The setup is remarkably clean. Instead of managing API keys and dealing with pay-as-you-go billing, you click "Sign in to OpenAI Codex," authenticate in your browser using OAuth, and you're done. Your ChatGPT subscription becomes the access mechanism. Usage counts against your existing ChatGPT subscription limits rather than incurring separate API charges. This changes the economics for developers already paying for ChatGPT—suddenly, agentic workflows in Kilo become "free" in the sense that they're included in a subscription they already have.
The model lineup available through this integration reflects OpenAI's current coding-focused releases: GPT-5.2-Codex for agentic workflows and multi-file refactors, GPT-5.2 for general-purpose reasoning, GPT-5-Mini for fast iterations, and reasoning models like o3 for complex planning and debugging scenarios.

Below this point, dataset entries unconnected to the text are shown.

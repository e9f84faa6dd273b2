//! Client side of the RCON protocol, without I/O.
//!
//! [`ClientProtocol`] consumes raw datagrams and produces typed events plus
//! packets that must be written back to the socket. It owns no socket or
//! timer itself; an adapter (such as `bercon-client`) is responsible for
//! transport, retries, and keep-alive traffic.

use std::collections::{HashMap, VecDeque};

use crate::check::NonceCheck;
use crate::error::{RconError, Result};
use crate::events::ClientEvent;
use crate::packet::{ClientPacket, ServerPacket};

/// Authentication state of the client protocol
#[derive(Debug, Clone, Copy, PartialEq, Eq)]
pub enum ClientState {
    /// The client still needs to be authenticated by the server
    Authenticating,
    /// The client is logged in and able to exchange messages
    LoggedIn,
}

impl ClientState {
    fn name(self) -> &'static str {
        match self {
            ClientState::Authenticating => "authenticating",
            ClientState::LoggedIn => "logged in",
        }
    }
}

/// Chunks collected so far for one command response
#[derive(Debug, Default)]
struct PendingCommand {
    total: Option<u8>,
    chunks: HashMap<u8, Vec<u8>>,
}

/// Sans-I/O state machine for the client role
#[derive(Debug)]
pub struct ClientProtocol {
    state: ClientState,
    next_sequence: u8,
    pending_commands: HashMap<u8, PendingCommand>,
    message_check: NonceCheck,
    events: VecDeque<ClientEvent>,
    to_send: VecDeque<ClientPacket>,
}

impl ClientProtocol {
    pub fn new() -> Self {
        Self::with_message_check(NonceCheck::default())
    }

    /// Creates a protocol with a custom duplicate-message window.
    pub fn with_message_check(message_check: NonceCheck) -> Self {
        ClientProtocol {
            state: ClientState::Authenticating,
            next_sequence: 0,
            pending_commands: HashMap::new(),
            message_check,
            events: VecDeque::new(),
            to_send: VecDeque::new(),
        }
    }

    pub fn state(&self) -> ClientState {
        self.state
    }

    /// Returns the login packet for the given password.
    ///
    /// Only valid while authenticating.
    pub fn authenticate(&self, password: &str) -> Result<ClientPacket> {
        self.expect_state(ClientState::Authenticating)?;
        ClientPacket::login(password)
    }

    /// Allocates the next sequence number and returns the command packet.
    ///
    /// The returned packet should be reused verbatim when retrying, so the
    /// server sees a retransmit rather than a new command.
    pub fn send_command(&mut self, command: &str) -> Result<ClientPacket> {
        self.expect_state(ClientState::LoggedIn)?;
        let sequence = self.next_sequence;
        self.next_sequence = self.next_sequence.wrapping_add(1);
        self.pending_commands
            .insert(sequence, PendingCommand::default());
        Ok(ClientPacket::Command {
            sequence,
            command: command.as_bytes().to_vec(),
        })
    }

    /// Drops any partial response for a timed-out or cancelled command.
    ///
    /// A no-op when the sequence was never registered, which lets callers
    /// invalidate unconditionally even after a [`reset`](Self::reset).
    pub fn invalidate_command(&mut self, sequence: u8) {
        self.pending_commands.remove(&sequence);
    }

    /// Parses a datagram from the server and drives the state machine.
    ///
    /// Produced events are collected via [`events_received`](Self::events_received)
    /// and reply packets via [`packets_to_send`](Self::packets_to_send).
    /// The decoded packet is returned for the caller's own bookkeeping.
    pub fn receive_datagram(&mut self, data: &[u8]) -> Result<ServerPacket> {
        let packet = ServerPacket::from_bytes(data)?;
        self.handle_packet(&packet)?;
        Ok(packet)
    }

    /// Drains all events parsed since the last call.
    pub fn events_received(&mut self) -> Vec<ClientEvent> {
        self.events.drain(..).collect()
    }

    /// Drains all packets waiting to be written to the transport.
    pub fn packets_to_send(&mut self) -> Vec<ClientPacket> {
        self.to_send.drain(..).collect()
    }

    /// Returns the protocol to its initial state.
    ///
    /// Invoked when the server has timed out (no datagram within 45 s);
    /// all queues, partial responses, and the duplicate window are cleared
    /// and the client must authenticate again.
    pub fn reset(&mut self) {
        self.state = ClientState::Authenticating;
        self.next_sequence = 0;
        self.pending_commands.clear();
        self.message_check.reset();
        self.events.clear();
        self.to_send.clear();
    }

    fn expect_state(&self, expected: ClientState) -> Result<()> {
        if self.state != expected {
            return Err(RconError::InvalidState {
                current: self.state.name(),
                expected: expected.name(),
            });
        }
        Ok(())
    }

    fn handle_packet(&mut self, packet: &ServerPacket) -> Result<()> {
        match packet {
            ServerPacket::Login { success } => {
                self.expect_state(ClientState::Authenticating)?;
                if *success {
                    self.state = ClientState::LoggedIn;
                }
                self.events.push_back(ClientEvent::Auth { success: *success });
                Ok(())
            }
            ServerPacket::Command {
                sequence,
                total,
                index,
                payload,
            } => self.handle_command_packet(*sequence, *total, *index, payload),
            ServerPacket::Message { sequence, message } => {
                self.expect_state(ClientState::LoggedIn)?;
                if self.message_check.check(*sequence) {
                    let message = String::from_utf8(message.clone()).map_err(|_| {
                        RconError::Malformed("server message is not valid UTF-8".into())
                    })?;
                    self.events.push_back(ClientEvent::Message { message });
                }
                // Acknowledged in all cases, including duplicates, or the
                // server keeps retransmitting and eventually drops us
                self.to_send.push_back(ClientPacket::Message {
                    sequence: *sequence,
                });
                Ok(())
            }
        }
    }

    fn handle_command_packet(
        &mut self,
        sequence: u8,
        total: u8,
        index: u8,
        payload: &[u8],
    ) -> Result<()> {
        self.expect_state(ClientState::LoggedIn)?;

        let pending = self.pending_commands.get_mut(&sequence).ok_or_else(|| {
            RconError::Malformed(format!("unexpected command response (sequence {sequence})"))
        })?;
        if pending.chunks.contains_key(&index) {
            return Err(RconError::Malformed(format!(
                "command response index {index} already received (sequence {sequence})"
            )));
        }
        if let Some(expected) = pending.total {
            if expected != total {
                return Err(RconError::Malformed(format!(
                    "command response total {total} does not match the previously \
                     defined total of {expected} (sequence {sequence})"
                )));
            }
        } else {
            pending.total = Some(total);
        }

        // No ordering is assumed; chunks may arrive in any permutation
        pending.chunks.insert(index, payload.to_vec());
        if pending.chunks.len() < usize::from(total) {
            return Ok(());
        }

        let Some(pending) = self.pending_commands.remove(&sequence) else {
            return Ok(());
        };
        let mut joined = Vec::new();
        for i in 0..total {
            joined.extend_from_slice(&pending.chunks[&i]);
        }
        let response = String::from_utf8(joined)
            .map_err(|_| RconError::Malformed("command response is not valid UTF-8".into()))?;

        self.events.push_back(ClientEvent::Command { sequence, response });
        Ok(())
    }
}

impl Default for ClientProtocol {
    fn default() -> Self {
        Self::new()
    }
}
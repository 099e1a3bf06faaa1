//! Client connection pooling.
//!
//! A [`Pool`] is a per-origin bounded reservoir. Idle connections are kept
//! LIFO so the most recently warmed socket goes back out first. Capacity
//! (idle plus checked-out) is capped by a semaphore; a checkout either
//! reuses an idle connection, grows under the cap, blocks for the
//! configured timeout, or (with `block = false`) opens an ephemeral
//! connection with a warning.

use std::fmt;
use std::ops::{Deref, DerefMut};
use std::sync::{Arc, Mutex, Once};
use std::time::Duration;

use tokio::sync::{OwnedSemaphorePermit, Semaphore, TryAcquireError};
use url::Url;

use crate::error::{Error, Result};

/// The key identifying one pool: normalized scheme, host, and port.
#[derive(Clone, Debug, PartialEq, Eq, Hash)]
pub struct Origin {
    scheme: Scheme,
    host: String,
    port: u16,
}

#[derive(Clone, Copy, Debug, PartialEq, Eq, Hash)]
pub(crate) enum Scheme {
    Http,
    Https,
}

impl Origin {
    /// Normalizes a URL into its origin: host lowercased with trailing
    /// dots (and IPv6 brackets) stripped, port defaulted per scheme.
    pub(crate) fn from_url(url: &Url) -> Result<Origin> {
        let scheme = match url.scheme() {
            "http" => Scheme::Http,
            "https" => Scheme::Https,
            _ => return Err(Error::new_invalid_url("only http and https URLs are supported")),
        };
        let host = url
            .host_str()
            .ok_or_else(|| Error::new_invalid_url("URL has no host"))?;
        let host = host
            .trim_start_matches('[')
            .trim_end_matches(']')
            .trim_end_matches('.')
            .to_ascii_lowercase();
        let port = url
            .port_or_known_default()
            .expect("http and https have known default ports");
        Ok(Origin { scheme, host, port })
    }

    pub(crate) fn is_https(&self) -> bool {
        self.scheme == Scheme::Https
    }

    pub(crate) fn host(&self) -> &str {
        &self.host
    }

    pub(crate) fn port(&self) -> u16 {
        self.port
    }

    fn default_port(&self) -> u16 {
        match self.scheme {
            Scheme::Http => 80,
            Scheme::Https => 443,
        }
    }

    /// The value for a `Host` header addressed to this origin.
    pub(crate) fn host_header(&self) -> String {
        let host = if self.host.contains(':') {
            format!("[{}]", self.host)
        } else {
            self.host.clone()
        };
        if self.port == self.default_port() {
            host
        } else {
            format!("{}:{}", host, self.port)
        }
    }
}

impl fmt::Display for Origin {
    fn fmt(&self, f: &mut fmt::Formatter<'_>) -> fmt::Result {
        let scheme = match self.scheme {
            Scheme::Http => "http",
            Scheme::Https => "https",
        };
        write!(f, "{}://{}:{}", scheme, self.host, self.port)
    }
}

/// A value the pool can hold: it knows whether it is still usable and how
/// to shut itself down.
pub(crate) trait Poolable: Send + 'static {
    fn is_open(&mut self) -> bool;
    fn close(&mut self);
}

/// A bounded per-origin reservoir of idle values.
pub(crate) struct Pool<T: Poolable> {
    inner: Arc<PoolInner<T>>,
}

impl<T: Poolable> Clone for Pool<T> {
    fn clone(&self) -> Pool<T> {
        Pool {
            inner: self.inner.clone(),
        }
    }
}

struct PoolInner<T> {
    idle: Mutex<IdleList<T>>,
    semaphore: Arc<Semaphore>,
    max: usize,
    block: bool,
}

struct IdleList<T> {
    entries: Vec<T>,
    closed: bool,
}

impl<T: Poolable> Pool<T> {
    pub(crate) fn new(max: usize, block: bool) -> Pool<T> {
        Pool {
            inner: Arc::new(PoolInner {
                idle: Mutex::new(IdleList {
                    entries: Vec::new(),
                    closed: false,
                }),
                semaphore: Arc::new(Semaphore::new(max)),
                max,
                block,
            }),
        }
    }

    /// Checks a value out of the pool.
    ///
    /// Prefers the most recently released idle value (discarding any that
    /// have gone dead in the pool), then grows under the capacity cap via
    /// `create`, then blocks up to `timeout` (`EmptyPoolError` on expiry)
    /// or, for a non-blocking pool, returns an ephemeral value that will
    /// never be pooled.
    pub(crate) async fn checkout<F>(&self, timeout: Option<Duration>, create: F) -> Result<Pooled<T>>
    where
        F: FnOnce() -> T,
    {
        if self.inner.idle.lock().unwrap().closed {
            return Err(Error::new_pool_closed());
        }

        let permit = match self.inner.semaphore.clone().try_acquire_owned() {
            Ok(permit) => Some(permit),
            Err(TryAcquireError::Closed) => return Err(Error::new_pool_closed()),
            Err(TryAcquireError::NoPermits) => {
                if self.inner.block {
                    trace!("pool at capacity; waiting for a connection");
                    let acquire = self.inner.semaphore.clone().acquire_owned();
                    let acquired = match timeout {
                        Some(dur) => tokio::time::timeout(dur, acquire)
                            .await
                            .map_err(|_elapsed| Error::new_pool_empty())?,
                        None => acquire.await,
                    };
                    Some(acquired.map_err(|_closed| Error::new_pool_closed())?)
                } else {
                    warn_pool_limit(self.inner.max);
                    None
                }
            }
        };

        let mut idle = self.inner.idle.lock().unwrap();
        if idle.closed {
            return Err(Error::new_pool_closed());
        }
        while let Some(mut value) = idle.entries.pop() {
            if value.is_open() {
                trace!("reusing idle connection");
                return Ok(Pooled {
                    value: Some(value),
                    permit,
                    pool: self.inner.clone(),
                });
            }
            trace!("discarding dead idle connection");
            value.close();
        }

        Ok(Pooled {
            value: Some(create()),
            permit,
            pool: self.inner.clone(),
        })
    }

    /// Drains and closes every idle value; later checkouts fail with
    /// `PoolClosedError`.
    pub(crate) fn close(&self) {
        let mut idle = self.inner.idle.lock().unwrap();
        idle.closed = true;
        for mut value in idle.entries.drain(..) {
            value.close();
        }
        self.inner.semaphore.close();
    }

    #[cfg(test)]
    fn idle_count(&self) -> usize {
        self.inner.idle.lock().unwrap().entries.len()
    }
}

impl<T: Poolable> fmt::Debug for Pool<T> {
    fn fmt(&self, f: &mut fmt::Formatter<'_>) -> fmt::Result {
        f.debug_struct("Pool")
            .field("max", &self.inner.max)
            .field("block", &self.inner.block)
            .finish()
    }
}

/// A checked-out pool value.
///
/// Dropping it releases the checkout exactly once: a still-open value on a
/// capacity permit goes back to the idle list, anything else is closed.
/// Holding the guard keeps the pool itself alive.
pub(crate) struct Pooled<T: Poolable> {
    value: Option<T>,
    permit: Option<OwnedSemaphorePermit>,
    pool: Arc<PoolInner<T>>,
}

impl<T: Poolable> Pooled<T> {
    /// Closes the value instead of returning it.
    pub(crate) fn discard(mut self) {
        if let Some(mut value) = self.value.take() {
            value.close();
        }
    }

    #[cfg(test)]
    fn is_ephemeral(&self) -> bool {
        self.permit.is_none()
    }

    fn release(&mut self) {
        let Some(mut value) = self.value.take() else {
            return;
        };
        if self.permit.is_none() {
            // ephemeral connections are never pooled
            value.close();
            return;
        }
        let mut idle = self.pool.idle.lock().unwrap();
        if !idle.closed && value.is_open() {
            trace!("returning connection to pool");
            idle.entries.push(value);
        } else {
            value.close();
        }
        // the permit drops with self, freeing capacity for a waiter
    }
}

impl<T: Poolable> Deref for Pooled<T> {
    type Target = T;

    fn deref(&self) -> &T {
        self.value.as_ref().expect("checkout already released")
    }
}

impl<T: Poolable> DerefMut for Pooled<T> {
    fn deref_mut(&mut self) -> &mut T {
        self.value.as_mut().expect("checkout already released")
    }
}

impl<T: Poolable> Drop for Pooled<T> {
    fn drop(&mut self) {
        self.release();
    }
}

impl<T: Poolable> fmt::Debug for Pooled<T> {
    fn fmt(&self, f: &mut fmt::Formatter<'_>) -> fmt::Result {
        f.debug_struct("Pooled")
            .field("ephemeral", &self.permit.is_none())
            .finish()
    }
}

fn warn_pool_limit(max: usize) {
    static WARNED: Once = Once::new();
    WARNED.call_once(|| {
        warn!(
            "connection pool is at capacity ({}); opening an ephemeral connection. \
             Consider raising the pool size.",
            max
        );
    });
}

#[cfg(test)]
mod tests {
    use super::*;

    #[derive(Debug)]
    struct MockConn {
        id: usize,
        open: bool,
    }

    impl MockConn {
        fn new(id: usize) -> MockConn {
            MockConn { id, open: true }
        }
    }

    impl Poolable for MockConn {
        fn is_open(&mut self) -> bool {
            self.open
        }

        fn close(&mut self) {
            self.open = false;
        }
    }

    #[tokio::test]
    async fn test_checkout_reuses_lifo() {
        let pool = Pool::new(2, true);

        let a = pool.checkout(None, || MockConn::new(1)).await.unwrap();
        let b = pool.checkout(None, || MockConn::new(2)).await.unwrap();
        assert_eq!(a.id, 1);
        assert_eq!(b.id, 2);
        drop(a);
        drop(b);
        assert_eq!(pool.idle_count(), 2);

        // most recently released first
        let c = pool.checkout(None, || MockConn::new(3)).await.unwrap();
        assert_eq!(c.id, 2);
        let d = pool.checkout(None, || MockConn::new(4)).await.unwrap();
        assert_eq!(d.id, 1);
    }

    #[tokio::test]
    async fn test_dead_idle_connections_are_discarded() {
        let pool = Pool::new(1, true);

        let mut a = pool.checkout(None, || MockConn::new(1)).await.unwrap();
        a.open = false;
        drop(a); // closed on release, not pooled
        assert_eq!(pool.idle_count(), 0);

        let b = pool.checkout(None, || MockConn::new(2)).await.unwrap();
        assert_eq!(b.id, 2);
    }

    #[tokio::test]
    async fn test_blocking_checkout_times_out() {
        let pool = Pool::new(1, true);
        let held = pool.checkout(None, || MockConn::new(1)).await.unwrap();

        let err = pool
            .checkout(Some(Duration::from_millis(20)), || MockConn::new(2))
            .await
            .unwrap_err();
        assert!(err.is_pool_empty());
        drop(held);
    }

    #[tokio::test]
    async fn test_blocking_checkout_wakes_on_release() {
        let pool = Pool::new(1, true);
        let held = pool.checkout(None, || MockConn::new(1)).await.unwrap();

        let waiter = {
            let pool = pool.clone();
            tokio::spawn(async move {
                pool.checkout(Some(Duration::from_secs(5)), || MockConn::new(2))
                    .await
            })
        };
        tokio::task::yield_now().await;
        drop(held);

        let got = waiter.await.unwrap().unwrap();
        // the released connection is handed over, not a fresh one
        assert_eq!(got.id, 1);
    }

    #[tokio::test]
    async fn test_non_blocking_pool_goes_ephemeral() {
        let pool = Pool::new(1, false);
        let held = pool.checkout(None, || MockConn::new(1)).await.unwrap();
        assert!(!held.is_ephemeral());

        let extra = pool.checkout(None, || MockConn::new(2)).await.unwrap();
        assert!(extra.is_ephemeral());
        drop(extra);
        // ephemeral connections are never pooled
        assert_eq!(pool.idle_count(), 0);
        drop(held);
        assert_eq!(pool.idle_count(), 1);
    }

    #[tokio::test]
    async fn test_capacity_invariant_holds() {
        let pool = Pool::new(2, true);
        let a = pool.checkout(None, || MockConn::new(1)).await.unwrap();
        drop(a);

        // one idle + one checked out == max; a further blocking checkout
        // must wait
        let _b = pool.checkout(None, || MockConn::new(2)).await.unwrap();
        let _c = pool.checkout(None, || MockConn::new(3)).await.unwrap();
        let err = pool
            .checkout(Some(Duration::from_millis(20)), || MockConn::new(4))
            .await
            .unwrap_err();
        assert!(err.is_pool_empty());
    }

    #[tokio::test]
    async fn test_close_drains_and_poisons() {
        let pool = Pool::new(2, true);
        let a = pool.checkout(None, || MockConn::new(1)).await.unwrap();
        drop(a);
        assert_eq!(pool.idle_count(), 1);

        pool.close();
        assert_eq!(pool.idle_count(), 0);

        let err = pool.checkout(None, || MockConn::new(2)).await.unwrap_err();
        assert!(err.is_pool_closed());
    }

    #[tokio::test]
    async fn test_release_after_close_closes_value() {
        let pool = Pool::new(1, true);
        let held = pool.checkout(None, || MockConn::new(1)).await.unwrap();
        pool.close();
        drop(held);
        assert_eq!(pool.idle_count(), 0);
    }

    #[tokio::test]
    async fn test_discard_never_pools() {
        let pool = Pool::new(1, true);
        let held = pool.checkout(None, || MockConn::new(1)).await.unwrap();
        held.discard();
        assert_eq!(pool.idle_count(), 0);

        // capacity was released
        let again = pool.checkout(Some(Duration::from_millis(50)), || MockConn::new(2))
            .await
            .unwrap();
        assert_eq!(again.id, 2);
    }

    #[test]
    fn test_origin_normalization() {
        let origin = Origin::from_url(&Url::parse("HTTP://Example.COM./a/b").unwrap()).unwrap();
        assert_eq!(origin.host(), "example.com");
        assert_eq!(origin.port(), 80);
        assert!(!origin.is_https());

        let origin = Origin::from_url(&Url::parse("https://example.com:8443/").unwrap()).unwrap();
        assert_eq!(origin.port(), 8443);
        assert!(origin.is_https());

        let a = Origin::from_url(&Url::parse("http://example.com/x").unwrap()).unwrap();
        let b = Origin::from_url(&Url::parse("http://example.com:80/y").unwrap()).unwrap();
        assert_eq!(a, b);

        Origin::from_url(&Url::parse("ftp://example.com/").unwrap()).unwrap_err();
    }

    #[test]
    fn test_origin_host_header() {
        let origin = Origin::from_url(&Url::parse("http://example.com/").unwrap()).unwrap();
        assert_eq!(origin.host_header(), "example.com");

        let origin = Origin::from_url(&Url::parse("http://example.com:8080/").unwrap()).unwrap();
        assert_eq!(origin.host_header(), "example.com:8080");

        let origin = Origin::from_url(&Url::parse("http://[::1]:3000/").unwrap()).unwrap();
        assert_eq!(origin.host_header(), "[::1]:3000");
    }
}
#[cfg(test)]
mod tests {
    use super::*;

    fn buf(bytes: &[u8]) -> BytesMut {
        BytesMut::from(bytes)
    }

    fn all_data(decoder: &mut Decoder, buf: &mut BytesMut) -> Vec<u8> {
        let mut out = Vec::new();
        loop {
            match decoder.decode(buf, false).expect("decode") {
                Decode::Data(data) => out.extend_from_slice(&data),
                Decode::End => return out,
                Decode::NeedData => panic!("unexpected NeedData"),
            }
        }
    }

    #[test]
    fn test_decode_length() {
        let mut decoder = Decoder::length(5);
        let mut buf = buf(b"helloextra");
        assert_eq!(all_data(&mut decoder, &mut buf), b"hello");
        // bytes past the message body stay in the buffer
        assert_eq!(&buf[..], b"extra");
    }

    #[test]
    fn test_decode_length_eof_early() {
        let mut decoder = Decoder::length(10);
        let mut buf = buf(b"hell");
        assert!(matches!(
            decoder.decode(&mut buf, false).unwrap(),
            Decode::Data(_)
        ));
        let err = decoder.decode(&mut buf, true).unwrap_err();
        assert!(err.is_incomplete_message());
    }

    #[test]
    fn test_decode_chunked() {
        let mut decoder = Decoder::chunked();
        let mut buf = buf(b"3\r\nfoo\r\n3\r\nbar\r\n0\r\n\r\n");
        assert_eq!(all_data(&mut decoder, &mut buf), b"foobar");
    }

    #[test]
    fn test_decode_chunked_uppercase_size() {
        let mut decoder = Decoder::chunked();
        let mut buf = buf(b"A\r\n0123456789\r\n0\r\n\r\n");
        assert_eq!(all_data(&mut decoder, &mut buf), b"0123456789");
    }

    #[test]
    fn test_decode_chunked_across_feeds() {
        let mut decoder = Decoder::chunked();
        let mut buf = buf(b"4\r\nch");
        assert_eq!(
            decoder.decode(&mut buf, false).unwrap(),
            Decode::Data(Bytes::from_static(b"ch"))
        );
        assert_eq!(decoder.decode(&mut buf, false).unwrap(), Decode::NeedData);

        buf.extend_from_slice(b"un\r\n0\r\n\r\n");
        assert_eq!(
            decoder.decode(&mut buf, false).unwrap(),
            Decode::Data(Bytes::from_static(b"un"))
        );
        assert_eq!(decoder.decode(&mut buf, false).unwrap(), Decode::End);
    }

    #[test]
    fn test_decode_chunked_extension() {
        let mut decoder = Decoder::chunked();
        let mut buf = buf(b"3;name=value\r\nfoo\r\n0\r\n\r\n");
        assert_eq!(all_data(&mut decoder, &mut buf), b"foo");
    }

    #[test]
    fn test_decode_chunked_trailers_discarded() {
        let mut decoder = Decoder::chunked();
        let mut buf = buf(b"3\r\nfoo\r\n0\r\nExpires: never\r\nX-More: yes\r\n\r\nrest");
        assert_eq!(all_data(&mut decoder, &mut buf), b"foo");
        assert_eq!(&buf[..], b"rest");
    }

    #[test]
    fn test_decode_chunked_invalid_size() {
        let mut decoder = Decoder::chunked();
        let mut buf = buf(b"xyz\r\nfoo\r\n");
        let err = decoder.decode(&mut buf, false).unwrap_err();
        assert!(err.is_protocol());
    }

    #[test]
    fn test_decode_chunked_size_overflow() {
        let mut decoder = Decoder::chunked();
        let mut buf = buf(b"ffffffffffffffff0\r\n");
        let err = decoder.decode(&mut buf, false).unwrap_err();
        assert!(err.is_protocol());
    }

    #[test]
    fn test_decode_chunked_eof_mid_chunk() {
        let mut decoder = Decoder::chunked();
        let mut buf = buf(b"8\r\nfour");
        assert!(matches!(
            decoder.decode(&mut buf, false).unwrap(),
            Decode::Data(_)
        ));
        let err = decoder.decode(&mut buf, true).unwrap_err();
        assert!(err.is_incomplete_message());
    }

    #[test]
    fn test_decode_eof_until_close() {
        let mut decoder = Decoder::eof();
        assert!(decoder.is_close_delimited());

        let mut buf = buf(b"some bytes");
        assert_eq!(
            decoder.decode(&mut buf, false).unwrap(),
            Decode::Data(Bytes::from_static(b"some bytes"))
        );
        assert_eq!(decoder.decode(&mut buf, false).unwrap(), Decode::NeedData);
        assert_eq!(decoder.decode(&mut buf, true).unwrap(), Decode::End);
        // stays ended
        assert_eq!(decoder.decode(&mut buf, true).unwrap(), Decode::End);
    }

    #[test]
    fn test_decode_zero_length() {
        let mut decoder = Decoder::length(0);
        let mut buf = buf(b"");
        assert_eq!(decoder.decode(&mut buf, false).unwrap(), Decode::End);
    }
}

For teams and architects, this means you can orchestrate different models across different modes—using o3 in Architect mode for system planning, then GPT-5.2-Codex for actual code generation, then o3 again for complex debugging. You're optimizing the model to the task rather than being locked into a single offering.
The limitation is explicit: this covers only the Codex catalog models and the cloud features like Cloud Agents and Kilo Deploy require separate handling. But for the core development workflow—code generation, refactoring, debugging, file editing, and terminal execution—you're covered by your existing subscription. For architects building systems where cost optimization matters, understanding that you can blend different LLM providers across different tools becomes increasingly important.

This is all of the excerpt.